▸ Required action:
Every line in the entries where "CorrelationCache" is found should be copied.

▸ Data for this task:
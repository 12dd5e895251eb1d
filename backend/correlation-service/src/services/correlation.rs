//! Correlation cache for the customer and inventory streams.
//!
//! Holds the latest record per entity id for each stream and builds the merged
//! snapshot sent to analytics. The merge trigger is deliberately coarse: one
//! record of each kind is enough, ids are not matched across kinds.

use chrono::{DateTime, Utc};
use serde::Serialize;
use serde_json::{Map, Number, Value};
use std::collections::HashMap;
use std::fmt;
use thiserror::Error;
use tracing::info;

/// The two entity kinds carried by the input streams
#[derive(Debug, Clone, Copy, PartialEq, Eq, Hash)]
pub enum EntityKind {
    Customer,
    Inventory,
}

impl EntityKind {
    /// Kind-specific field emitted next to `name`
    pub fn detail_field(&self) -> &'static str {
        match self {
            EntityKind::Customer => "email",
            EntityKind::Inventory => "stock",
        }
    }
}

/// Merge key: the record's `id`, string or number
#[derive(Debug, Clone, PartialEq, Eq, Hash, Serialize)]
#[serde(untagged)]
pub enum EntityId {
    Text(String),
    Number(Number),
}

impl EntityId {
    /// `None` for a missing, null, empty-string or non-scalar id
    pub fn from_value(value: &Value) -> Option<Self> {
        match value {
            Value::String(s) if !s.is_empty() => Some(EntityId::Text(s.clone())),
            Value::Number(n) => Some(EntityId::Number(n.clone())),
            _ => None,
        }
    }

    pub fn to_value(&self) -> Value {
        match self {
            EntityId::Text(s) => Value::String(s.clone()),
            EntityId::Number(n) => Value::Number(n.clone()),
        }
    }
}

impl fmt::Display for EntityId {
    fn fmt(&self, f: &mut fmt::Formatter<'_>) -> fmt::Result {
        match self {
            EntityId::Text(s) => f.write_str(s),
            EntityId::Number(n) => write!(f, "{}", n),
        }
    }
}

/// Why a payload could not be correlated
#[derive(Debug, Error, PartialEq, Eq)]
pub enum RecordError {
    #[error("record is not a JSON object")]
    NotAnObject,

    #[error("record has no usable id")]
    MissingId,
}

/// A decoded customer or inventory record
#[derive(Debug, Clone, PartialEq)]
pub struct EntityRecord {
    pub kind: EntityKind,
    pub id: EntityId,
    pub name: Option<Value>,
    /// `email` for customers, `stock` for inventory
    pub detail: Option<Value>,
    /// Opaque passthrough, re-emitted verbatim as `additional_info`
    pub additional: Option<Value>,
}

impl EntityRecord {
    pub fn from_json(kind: EntityKind, data: &Value) -> Result<Self, RecordError> {
        let object = data.as_object().ok_or(RecordError::NotAnObject)?;
        let id = object
            .get("id")
            .and_then(EntityId::from_value)
            .ok_or(RecordError::MissingId)?;

        Ok(Self {
            kind,
            id,
            name: object.get("name").cloned(),
            detail: object.get(kind.detail_field()).cloned(),
            additional: object.get("additional").cloned(),
        })
    }

    /// Snapshot entry: `id`, `name`, the kind's detail field (null when absent),
    /// plus `additional_info` only when `additional` is non-empty.
    pub fn to_entry(&self) -> Value {
        let mut entry = Map::new();
        entry.insert("id".to_string(), self.id.to_value());
        entry.insert(
            "name".to_string(),
            self.name.clone().unwrap_or(Value::Null),
        );
        entry.insert(
            self.kind.detail_field().to_string(),
            self.detail.clone().unwrap_or(Value::Null),
        );
        if let Some(additional) = self.additional.as_ref().filter(|v| is_truthy(v)) {
            entry.insert("additional_info".to_string(), additional.clone());
        }
        Value::Object(entry)
    }
}

/// Null, `false`, `0`, `""`, `[]` and `{}` count as empty
fn is_truthy(value: &Value) -> bool {
    match value {
        Value::Null => false,
        Value::Bool(b) => *b,
        Value::Number(n) => n.as_f64().map_or(true, |f| f != 0.0),
        Value::String(s) => !s.is_empty(),
        Value::Array(items) => !items.is_empty(),
        Value::Object(map) => !map.is_empty(),
    }
}

/// Last-write-wins table keeping first-insertion order of ids
#[derive(Debug, Default)]
struct EntityTable {
    positions: HashMap<EntityId, usize>,
    records: Vec<EntityRecord>,
}

impl EntityTable {
    fn upsert(&mut self, record: EntityRecord) {
        match self.positions.get(&record.id) {
            Some(&index) => self.records[index] = record,
            None => {
                self.positions.insert(record.id.clone(), self.records.len());
                self.records.push(record);
            }
        }
    }

    fn len(&self) -> usize {
        self.records.len()
    }

    fn is_empty(&self) -> bool {
        self.records.is_empty()
    }

    fn entries(&self) -> Vec<Value> {
        self.records.iter().map(EntityRecord::to_entry).collect()
    }

    fn clear(&mut self) {
        self.positions.clear();
        self.records.clear();
    }
}

#[derive(Debug, Clone, Copy, Default, PartialEq, Eq, Serialize)]
pub struct CacheStats {
    pub customers_cached: usize,
    pub inventory_cached: usize,
}

impl CacheStats {
    pub fn is_empty(&self) -> bool {
        self.customers_cached == 0 && self.inventory_cached == 0
    }
}

#[derive(Debug, Clone, Copy, PartialEq, Eq, Serialize)]
pub struct SnapshotSummary {
    pub total_customers: usize,
    pub total_products: usize,
}

/// Merged payload sent to the analytics sink
#[derive(Debug, Clone, Serialize)]
pub struct MergedSnapshot {
    pub timestamp: DateTime<Utc>,
    pub customers: Vec<Value>,
    pub inventory: Vec<Value>,
    pub summary: SnapshotSummary,
}

/// Latest uncommitted record per id, for each stream
#[derive(Debug, Default)]
pub struct CorrelationCache {
    customers: EntityTable,
    inventory: EntityTable,
}

impl CorrelationCache {
    pub fn new() -> Self {
        Self::default()
    }

    /// Upsert a customer payload by `id`
    pub fn add_customer(&mut self, data: &Value) -> Result<EntityId, RecordError> {
        self.add(EntityKind::Customer, data)
    }

    /// Upsert an inventory payload by `id`
    pub fn add_inventory(&mut self, data: &Value) -> Result<EntityId, RecordError> {
        self.add(EntityKind::Inventory, data)
    }

    /// Upsert a decoded payload; nothing is cached when it has no usable id
    pub fn add(&mut self, kind: EntityKind, data: &Value) -> Result<EntityId, RecordError> {
        let record = EntityRecord::from_json(kind, data)?;
        let id = record.id.clone();
        self.add_record(record);
        Ok(id)
    }

    pub fn add_record(&mut self, record: EntityRecord) {
        match record.kind {
            EntityKind::Customer => self.customers.upsert(record),
            EntityKind::Inventory => self.inventory.upsert(record),
        }
    }

    pub fn stats(&self) -> CacheStats {
        CacheStats {
            customers_cached: self.customers.len(),
            inventory_cached: self.inventory.len(),
        }
    }

    /// Snapshot only when both streams have at least one record
    pub fn try_merge(&self) -> Option<MergedSnapshot> {
        if self.customers.is_empty() || self.inventory.is_empty() {
            return None;
        }
        Some(self.build_snapshot())
    }

    /// Snapshot whatever is cached; `None` only when both sides are empty
    pub fn merge(&self) -> Option<MergedSnapshot> {
        if self.customers.is_empty() && self.inventory.is_empty() {
            return None;
        }
        Some(self.build_snapshot())
    }

    /// Drop everything. Only called after the sink accepted a snapshot.
    pub fn clear(&mut self) {
        self.customers.clear();
        self.inventory.clear();
    }

    fn build_snapshot(&self) -> MergedSnapshot {
        let snapshot = MergedSnapshot {
            timestamp: Utc::now(),
            customers: self.customers.entries(),
            inventory: self.inventory.entries(),
            summary: SnapshotSummary {
                total_customers: self.customers.len(),
                total_products: self.inventory.len(),
            },
        };

        info!(
            total_customers = snapshot.summary.total_customers,
            total_products = snapshot.summary.total_products,
            "Merged cached records"
        );
        snapshot
    }
}
//! Kafka integration
//!
//! - Message: broker-agnostic inbound message and topic routing
//! - Source: the `MessageSource` seam and its rdkafka implementation

pub mod message;
pub mod source;

pub use message::{InboundMessage, MessageHandle, Topic, TopicRouter};
pub use source::{BrokerError, KafkaConfig, KafkaSource, MessageSource};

▸ Task solution:
pub struct CorrelationCache {
impl CorrelationCache {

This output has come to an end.